What this task involves
The lines from the start of the data up to and including the one with "consistent error handling." should be returned exactly, and nothing else.

[Entries taken from a collection]
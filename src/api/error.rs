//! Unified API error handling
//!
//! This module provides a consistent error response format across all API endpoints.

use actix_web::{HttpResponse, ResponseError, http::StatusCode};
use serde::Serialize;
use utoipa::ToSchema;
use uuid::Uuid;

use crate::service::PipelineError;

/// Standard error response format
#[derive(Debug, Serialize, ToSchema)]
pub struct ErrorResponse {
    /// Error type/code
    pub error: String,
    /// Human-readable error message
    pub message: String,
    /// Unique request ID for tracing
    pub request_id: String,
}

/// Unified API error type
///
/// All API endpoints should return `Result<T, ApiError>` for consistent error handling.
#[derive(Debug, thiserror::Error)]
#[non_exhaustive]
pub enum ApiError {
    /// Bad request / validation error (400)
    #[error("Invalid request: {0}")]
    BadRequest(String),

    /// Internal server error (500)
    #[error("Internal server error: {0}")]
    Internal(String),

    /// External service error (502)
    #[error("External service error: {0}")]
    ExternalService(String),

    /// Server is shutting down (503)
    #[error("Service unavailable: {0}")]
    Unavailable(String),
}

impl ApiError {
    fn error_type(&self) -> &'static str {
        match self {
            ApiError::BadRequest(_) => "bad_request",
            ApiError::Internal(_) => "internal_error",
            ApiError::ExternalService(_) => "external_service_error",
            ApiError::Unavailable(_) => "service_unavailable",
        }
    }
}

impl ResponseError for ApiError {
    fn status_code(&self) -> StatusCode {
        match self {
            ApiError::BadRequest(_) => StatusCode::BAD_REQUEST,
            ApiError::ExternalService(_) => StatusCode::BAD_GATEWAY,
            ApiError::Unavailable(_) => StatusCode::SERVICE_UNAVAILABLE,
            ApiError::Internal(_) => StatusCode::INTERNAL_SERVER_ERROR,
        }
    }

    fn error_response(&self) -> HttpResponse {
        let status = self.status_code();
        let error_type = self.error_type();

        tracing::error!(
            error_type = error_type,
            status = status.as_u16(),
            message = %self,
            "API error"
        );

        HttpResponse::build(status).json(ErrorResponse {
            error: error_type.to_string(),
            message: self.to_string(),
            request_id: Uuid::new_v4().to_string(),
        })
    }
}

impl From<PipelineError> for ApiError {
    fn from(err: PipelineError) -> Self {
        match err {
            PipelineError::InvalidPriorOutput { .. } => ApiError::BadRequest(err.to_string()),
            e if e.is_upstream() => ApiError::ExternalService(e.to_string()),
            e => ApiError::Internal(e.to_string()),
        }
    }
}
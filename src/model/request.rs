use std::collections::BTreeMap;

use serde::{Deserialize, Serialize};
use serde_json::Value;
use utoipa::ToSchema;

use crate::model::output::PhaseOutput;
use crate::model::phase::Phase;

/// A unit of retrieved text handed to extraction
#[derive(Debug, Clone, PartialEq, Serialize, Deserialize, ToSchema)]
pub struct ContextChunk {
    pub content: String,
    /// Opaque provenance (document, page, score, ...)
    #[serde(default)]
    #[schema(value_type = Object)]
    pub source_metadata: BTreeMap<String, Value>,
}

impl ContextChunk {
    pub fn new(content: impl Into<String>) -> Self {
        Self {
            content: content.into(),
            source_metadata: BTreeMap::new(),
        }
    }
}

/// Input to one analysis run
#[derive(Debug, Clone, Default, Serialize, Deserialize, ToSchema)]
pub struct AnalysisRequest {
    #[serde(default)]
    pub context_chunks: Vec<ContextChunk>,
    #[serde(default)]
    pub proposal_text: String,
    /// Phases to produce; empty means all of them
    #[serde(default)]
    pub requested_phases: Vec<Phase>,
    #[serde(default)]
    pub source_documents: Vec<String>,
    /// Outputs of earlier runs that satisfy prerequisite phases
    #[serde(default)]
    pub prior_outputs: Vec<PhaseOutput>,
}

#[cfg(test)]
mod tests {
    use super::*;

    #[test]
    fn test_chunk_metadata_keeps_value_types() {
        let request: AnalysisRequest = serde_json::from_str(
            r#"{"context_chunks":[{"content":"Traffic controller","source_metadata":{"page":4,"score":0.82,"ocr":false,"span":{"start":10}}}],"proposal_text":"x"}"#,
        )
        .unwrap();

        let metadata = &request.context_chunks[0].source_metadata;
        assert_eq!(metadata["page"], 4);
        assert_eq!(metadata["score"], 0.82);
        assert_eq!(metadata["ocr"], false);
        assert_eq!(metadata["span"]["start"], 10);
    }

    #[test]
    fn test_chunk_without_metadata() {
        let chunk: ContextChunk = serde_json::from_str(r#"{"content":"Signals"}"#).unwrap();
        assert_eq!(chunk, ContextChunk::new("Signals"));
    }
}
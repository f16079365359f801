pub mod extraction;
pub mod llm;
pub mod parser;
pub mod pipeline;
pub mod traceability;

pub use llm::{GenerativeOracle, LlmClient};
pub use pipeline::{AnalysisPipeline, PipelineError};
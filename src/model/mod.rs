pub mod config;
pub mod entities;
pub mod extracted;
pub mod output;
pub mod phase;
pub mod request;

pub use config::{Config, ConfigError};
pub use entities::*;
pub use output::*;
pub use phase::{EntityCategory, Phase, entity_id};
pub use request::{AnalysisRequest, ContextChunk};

Written answer
filename src/api/error.rs
//! Unified API error handling
//!
//! This module provides a consistent error response format across all API endpoints.

use actix_web::{HttpResponse, ResponseError, http::StatusCode};
use serde::Serialize;
use utoipa::ToSchema;
use uuid::Uuid;

use crate::service::PipelineError;

/// Standard error response format
#[derive(Debug, Serialize, ToSchema)]
pub struct ErrorResponse {
    /// Error type/code
    pub error: String,
    /// Human-readable error message
    pub message: String,
    /// Unique request ID for tracing
    pub request_id: String,
}

/// Unified API error type
///
/// All API endpoints should return `Result<T, ApiError>` for consistent error handling.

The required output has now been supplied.